*** Opening Records shown ***

// SPDX-License-Identifier: Apache-2.0
// Copyright 2025 itsakeyfut
//
// Licensed under the Apache License, Version 2.0 (the "License");
// you may not use this file except in compliance with the License.
// You may obtain a copy of the License at
//
//     http://www.apache.org/licenses/LICENSE-2.0
//
// Unless required by applicable law or agreed to in writing, software
// distributed under the License is distributed on an "AS IS" BASIS,
// WITHOUT WARRANTIES OR CONDITIONS OF ANY KIND, either express or implied.
// See the License for the specific language governing permissions and
// limitations under the License.

//! Core session: the critical section around a core handle
//!
//! A [`CoreSession`] owns one [`CoreHandle`] behind a single mutex. Every
//! operation that touches the handle (frame advance, save, load, volatile
//! snapshots, ROM loading, shutdown) runs while holding that mutex, so they
//! are mutually exclusive and no snapshot can ever observe a half-advanced
//! frame.
//!
//! Output leaves the critical section through three bounded channels
//! (video, audio, input). Consumers never take the core lock; they only
//! drain their channel. The lock gives no fairness guarantee: frame advance
//! and save/load compete for it as equals.
//!
//! # Save files
//!
//! `save()` persists the raw serialized state to the session's save path and
//! `load()` restores whatever that file holds. Frame advance never persists
//! anything, so a `load()` without a preceding `save()` restores the last
//! *persisted* state, not the latest live one.
//!
//! # Consumers
//!
//! The session holds each channel's receiver until a consumer claims it.
//! Attach video and audio consumers before driving the session: once an
//! unclaimed channel is full, `advance_frame` blocks.
//!
//! # Example
//!
//! ```
//! use coresync::core::handle::CoreFlags;
//! use coresync::core::session::{CoreSession, SessionSettings};
//! use coresync::core::virtual_core::VirtualCore;
//!
//! let dir = tempfile::tempdir().unwrap();
//! let rom = dir.path().join("demo.rom");
//! std::fs::write(&rom, b"demo rom image").unwrap();
//!
//! let settings = SessionSettings::new(32, 16, dir.path().join("demo.dat"));
//! let session = CoreSession::new("demo", VirtualCore::new(32, 16), settings).unwrap();
//! session.load_core("virtual".as_ref(), CoreFlags::empty()).unwrap();
//! session.load_rom(&rom).unwrap();
//!
//! let video = session.handle_video(|_frame| {}).unwrap();
//! let audio = session.handle_audio(|_batch| {}).unwrap();
//!
//! session.advance_frame().unwrap();
//! session.save().unwrap();
//! session.advance_frame().unwrap();
//! session.load().unwrap();
//!
//! session.close();
//! assert_eq!(video.join().unwrap(), 2);
//! assert_eq!(audio.join().unwrap(), 2);
//! ```

use std::fs::{self, File};
use std::io::{ErrorKind, Write};
use std::path::{Path, PathBuf};
use std::sync::atomic::{AtomicBool, AtomicU64, Ordering};
use std::sync::{Arc, Mutex, MutexGuard, PoisonError};
use std::thread::JoinHandle;

use log::{debug, error, info, warn};

use super::config::{ChannelConfig, Config};
use super::error::{ConfigError, CoreError, Result};
use super::frame::{AudioBatch, Frame, FrameOutput, InputEvent, InputState};
use super::handle::{CoreFlags, CoreHandle};
use super::paths::temp_path;
use super::sink::{self, ChannelKind, SinkReceiver, SinkSender};
use super::snapshot::{hash, StateHash};
use super::termination::Termination;

/// Construction parameters for a [`CoreSession`]
#[derive(Debug, Clone, PartialEq, Eq)]
pub struct SessionSettings {
    pub width: u32,
    pub height: u32,
    pub save_path: PathBuf,
    pub channels: ChannelConfig,
    pub verify_loads: bool,
    pub remove_save_on_close: bool,
}

impl SessionSettings {
    /// Settings with default channel capacities and load verification on
    pub fn new<P: Into<PathBuf>>(width: u32, height: u32, save_path: P) -> Self {
        Self {
            width,
            height,
            save_path: save_path.into(),
            channels: ChannelConfig::default(),
            verify_loads: true,
            remove_save_on_close: false,
        }
    }

    /// Derive settings for `system` from a loaded configuration
    pub fn from_config(
        config: &Config,
        system: &str,
        session_id: &str,
    ) -> std::result::Result<Self, ConfigError> {
        let meta = config.emulator(system)?;
        config.validate()?;
        Ok(Self {
            width: meta.width,
            height: meta.height,
            save_path: config.paths.save_path(session_id),
            channels: config.channels,
            verify_loads: config.session.verify_loads,
            remove_save_on_close: config.session.remove_save_on_close,
        })
    }

    pub fn with_channels(mut self, channels: ChannelConfig) -> Self {
        self.channels = channels;
        self
    }

    pub fn with_verify_loads(mut self, verify: bool) -> Self {
        self.verify_loads = verify;
        self
    }

    pub fn with_remove_save_on_close(mut self, remove: bool) -> Self {
        self.remove_save_on_close = remove;
        self
    }
}

/// Everything guarded by the core lock
struct CoreSlot<C> {
    /// `None` once the session is closed
    handle: Option<C>,
    video: Option<SinkSender<Frame>>,
    audio: Option<SinkSender<AudioBatch>>,
}

/// Receivers not yet claimed by a consumer
struct Receivers {
    video: Option<SinkReceiver<Frame>>,
    audio: Option<SinkReceiver<AudioBatch>>,
    input: Option<SinkReceiver<InputEvent>>,
}

/// Lock-serialized owner of a core handle
pub struct CoreSession<C: CoreHandle> {
    id: String,
    settings: SessionSettings,
    core: Mutex<CoreSlot<C>>,
    input_tx: Mutex<Option<SinkSender<InputEvent>>>,
    receivers: Mutex<Receivers>,
    controllers: Arc<Mutex<InputState>>,
    termination: Termination,
    frames: AtomicU64,
    closed: AtomicBool,
}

*** Closing Records shown ***

What to do ▸ Which lines above contain the word "never"? List them.

Solution ▸
//! (video, audio, input). Consumers never take the core lock; they only
//! `load()` restores whatever that file holds. Frame advance never persists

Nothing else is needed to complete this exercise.